→ Assignment
Scan the following material for the string "SyncError" and copy each line in which it appears.

......

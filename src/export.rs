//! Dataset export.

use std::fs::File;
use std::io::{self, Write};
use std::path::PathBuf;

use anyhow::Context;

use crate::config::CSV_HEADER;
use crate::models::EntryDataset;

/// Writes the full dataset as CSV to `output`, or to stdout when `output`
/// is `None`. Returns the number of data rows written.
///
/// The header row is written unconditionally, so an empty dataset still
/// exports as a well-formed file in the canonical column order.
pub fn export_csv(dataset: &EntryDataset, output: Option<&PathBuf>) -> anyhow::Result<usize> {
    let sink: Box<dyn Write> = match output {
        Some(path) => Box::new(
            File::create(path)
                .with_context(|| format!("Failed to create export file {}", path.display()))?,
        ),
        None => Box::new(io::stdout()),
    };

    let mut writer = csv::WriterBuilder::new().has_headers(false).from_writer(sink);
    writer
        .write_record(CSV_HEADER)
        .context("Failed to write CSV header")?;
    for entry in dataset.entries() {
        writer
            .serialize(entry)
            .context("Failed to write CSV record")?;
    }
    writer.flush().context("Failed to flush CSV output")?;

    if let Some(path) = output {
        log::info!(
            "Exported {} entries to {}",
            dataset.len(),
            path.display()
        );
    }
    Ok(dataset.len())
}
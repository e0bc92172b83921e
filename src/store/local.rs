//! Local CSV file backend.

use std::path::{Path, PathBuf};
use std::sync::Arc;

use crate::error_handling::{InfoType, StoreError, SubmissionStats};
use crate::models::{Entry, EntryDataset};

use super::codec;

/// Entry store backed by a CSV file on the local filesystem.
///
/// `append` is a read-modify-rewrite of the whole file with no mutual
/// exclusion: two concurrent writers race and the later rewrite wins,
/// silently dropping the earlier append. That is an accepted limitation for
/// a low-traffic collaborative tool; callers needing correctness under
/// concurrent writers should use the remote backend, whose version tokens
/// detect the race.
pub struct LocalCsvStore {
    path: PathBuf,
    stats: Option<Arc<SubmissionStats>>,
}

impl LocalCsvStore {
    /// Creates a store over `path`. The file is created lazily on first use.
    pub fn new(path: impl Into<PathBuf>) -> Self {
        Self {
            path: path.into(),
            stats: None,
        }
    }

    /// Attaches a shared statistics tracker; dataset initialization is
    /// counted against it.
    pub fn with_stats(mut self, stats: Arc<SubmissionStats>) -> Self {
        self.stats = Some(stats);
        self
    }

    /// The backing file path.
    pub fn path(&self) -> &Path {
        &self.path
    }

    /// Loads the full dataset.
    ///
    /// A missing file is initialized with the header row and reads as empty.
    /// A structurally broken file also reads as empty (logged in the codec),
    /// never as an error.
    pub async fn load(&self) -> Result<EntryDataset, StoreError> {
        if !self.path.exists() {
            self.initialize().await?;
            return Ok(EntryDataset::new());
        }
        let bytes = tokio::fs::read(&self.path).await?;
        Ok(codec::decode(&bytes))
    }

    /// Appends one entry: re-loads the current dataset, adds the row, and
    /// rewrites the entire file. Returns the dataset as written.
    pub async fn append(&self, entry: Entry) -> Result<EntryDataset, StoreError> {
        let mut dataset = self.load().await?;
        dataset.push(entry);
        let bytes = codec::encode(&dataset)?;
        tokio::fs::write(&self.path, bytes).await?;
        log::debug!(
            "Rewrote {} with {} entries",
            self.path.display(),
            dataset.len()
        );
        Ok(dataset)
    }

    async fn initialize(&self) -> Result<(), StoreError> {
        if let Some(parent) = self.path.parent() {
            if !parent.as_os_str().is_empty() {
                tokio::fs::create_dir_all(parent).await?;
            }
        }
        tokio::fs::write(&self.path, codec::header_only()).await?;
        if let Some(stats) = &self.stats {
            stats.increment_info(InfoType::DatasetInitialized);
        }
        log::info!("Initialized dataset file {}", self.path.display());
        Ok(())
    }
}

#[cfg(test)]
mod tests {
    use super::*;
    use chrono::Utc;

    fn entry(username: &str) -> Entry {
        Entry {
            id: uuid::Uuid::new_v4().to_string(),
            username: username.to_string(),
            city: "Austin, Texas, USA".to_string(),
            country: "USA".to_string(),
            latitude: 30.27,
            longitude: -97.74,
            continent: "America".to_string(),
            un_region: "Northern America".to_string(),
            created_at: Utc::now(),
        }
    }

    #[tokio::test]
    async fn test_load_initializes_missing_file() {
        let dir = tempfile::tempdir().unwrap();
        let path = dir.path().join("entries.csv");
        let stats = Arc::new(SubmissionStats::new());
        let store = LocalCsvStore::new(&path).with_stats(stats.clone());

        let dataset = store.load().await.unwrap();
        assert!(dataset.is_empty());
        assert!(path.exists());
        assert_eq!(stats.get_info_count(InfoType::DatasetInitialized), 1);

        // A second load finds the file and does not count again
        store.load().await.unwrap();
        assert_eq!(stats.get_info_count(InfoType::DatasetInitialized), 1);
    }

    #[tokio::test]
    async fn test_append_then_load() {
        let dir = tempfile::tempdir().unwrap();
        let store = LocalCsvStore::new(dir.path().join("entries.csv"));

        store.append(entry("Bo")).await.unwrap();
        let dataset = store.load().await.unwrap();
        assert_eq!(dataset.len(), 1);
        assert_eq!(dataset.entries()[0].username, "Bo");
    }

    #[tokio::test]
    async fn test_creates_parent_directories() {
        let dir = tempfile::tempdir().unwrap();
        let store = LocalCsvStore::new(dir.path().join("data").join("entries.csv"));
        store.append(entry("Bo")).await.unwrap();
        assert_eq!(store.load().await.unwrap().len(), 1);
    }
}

......

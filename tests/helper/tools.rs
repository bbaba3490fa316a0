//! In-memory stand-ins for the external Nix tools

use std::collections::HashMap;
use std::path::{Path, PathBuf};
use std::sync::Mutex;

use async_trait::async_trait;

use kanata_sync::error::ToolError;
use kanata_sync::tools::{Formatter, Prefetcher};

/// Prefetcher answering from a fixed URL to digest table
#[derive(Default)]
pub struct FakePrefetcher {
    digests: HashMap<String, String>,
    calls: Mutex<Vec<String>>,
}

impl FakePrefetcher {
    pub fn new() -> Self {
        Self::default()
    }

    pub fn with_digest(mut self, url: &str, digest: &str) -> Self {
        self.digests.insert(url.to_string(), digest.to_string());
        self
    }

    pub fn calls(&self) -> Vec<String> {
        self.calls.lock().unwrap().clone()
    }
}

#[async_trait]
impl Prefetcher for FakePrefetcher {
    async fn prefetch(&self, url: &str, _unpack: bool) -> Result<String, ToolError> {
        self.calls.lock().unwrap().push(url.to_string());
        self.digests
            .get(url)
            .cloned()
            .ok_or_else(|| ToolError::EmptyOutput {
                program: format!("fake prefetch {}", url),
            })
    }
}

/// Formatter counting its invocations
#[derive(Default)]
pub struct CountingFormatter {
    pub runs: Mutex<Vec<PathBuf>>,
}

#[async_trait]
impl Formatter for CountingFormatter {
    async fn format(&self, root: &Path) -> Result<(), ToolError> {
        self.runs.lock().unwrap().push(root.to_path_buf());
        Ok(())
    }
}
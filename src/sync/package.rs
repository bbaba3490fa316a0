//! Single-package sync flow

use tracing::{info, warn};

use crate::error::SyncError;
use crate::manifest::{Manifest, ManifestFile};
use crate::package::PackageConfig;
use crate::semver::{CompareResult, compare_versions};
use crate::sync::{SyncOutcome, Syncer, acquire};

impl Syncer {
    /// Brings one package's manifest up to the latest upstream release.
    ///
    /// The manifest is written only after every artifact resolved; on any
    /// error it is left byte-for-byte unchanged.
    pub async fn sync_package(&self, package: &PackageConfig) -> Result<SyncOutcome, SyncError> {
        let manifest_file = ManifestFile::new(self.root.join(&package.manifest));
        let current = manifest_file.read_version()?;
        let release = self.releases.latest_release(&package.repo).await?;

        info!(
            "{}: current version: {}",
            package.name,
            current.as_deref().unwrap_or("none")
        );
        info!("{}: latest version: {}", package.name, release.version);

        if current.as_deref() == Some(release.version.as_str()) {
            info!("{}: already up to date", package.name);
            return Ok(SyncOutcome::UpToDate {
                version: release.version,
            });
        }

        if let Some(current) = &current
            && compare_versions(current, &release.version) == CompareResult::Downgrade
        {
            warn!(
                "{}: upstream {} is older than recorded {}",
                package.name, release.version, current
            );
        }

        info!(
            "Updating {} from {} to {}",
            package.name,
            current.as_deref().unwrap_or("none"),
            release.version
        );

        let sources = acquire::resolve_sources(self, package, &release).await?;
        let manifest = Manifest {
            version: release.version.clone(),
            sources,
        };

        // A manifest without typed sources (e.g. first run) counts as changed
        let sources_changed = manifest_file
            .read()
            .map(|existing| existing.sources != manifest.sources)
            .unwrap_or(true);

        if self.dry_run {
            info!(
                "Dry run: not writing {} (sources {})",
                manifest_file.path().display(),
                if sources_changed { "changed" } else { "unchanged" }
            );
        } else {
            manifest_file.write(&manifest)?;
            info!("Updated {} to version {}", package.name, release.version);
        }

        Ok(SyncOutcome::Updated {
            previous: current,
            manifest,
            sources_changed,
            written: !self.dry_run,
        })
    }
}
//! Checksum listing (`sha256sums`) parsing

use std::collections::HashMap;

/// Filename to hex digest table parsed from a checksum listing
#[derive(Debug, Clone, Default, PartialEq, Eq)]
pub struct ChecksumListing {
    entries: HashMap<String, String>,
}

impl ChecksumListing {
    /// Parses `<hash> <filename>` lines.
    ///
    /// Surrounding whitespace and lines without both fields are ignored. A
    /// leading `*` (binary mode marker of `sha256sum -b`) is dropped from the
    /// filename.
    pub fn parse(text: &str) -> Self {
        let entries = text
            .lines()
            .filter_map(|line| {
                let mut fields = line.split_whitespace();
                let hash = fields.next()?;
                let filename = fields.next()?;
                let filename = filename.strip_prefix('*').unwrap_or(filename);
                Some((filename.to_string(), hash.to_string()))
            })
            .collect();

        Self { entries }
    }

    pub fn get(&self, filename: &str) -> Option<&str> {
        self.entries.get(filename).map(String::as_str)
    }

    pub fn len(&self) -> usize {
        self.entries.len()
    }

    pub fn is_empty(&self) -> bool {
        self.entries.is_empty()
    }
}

......

→ Reply to the task
use crate::error::SyncError;
    pub async fn sync_package(&self, package: &PackageConfig) -> Result<SyncOutcome, SyncError> {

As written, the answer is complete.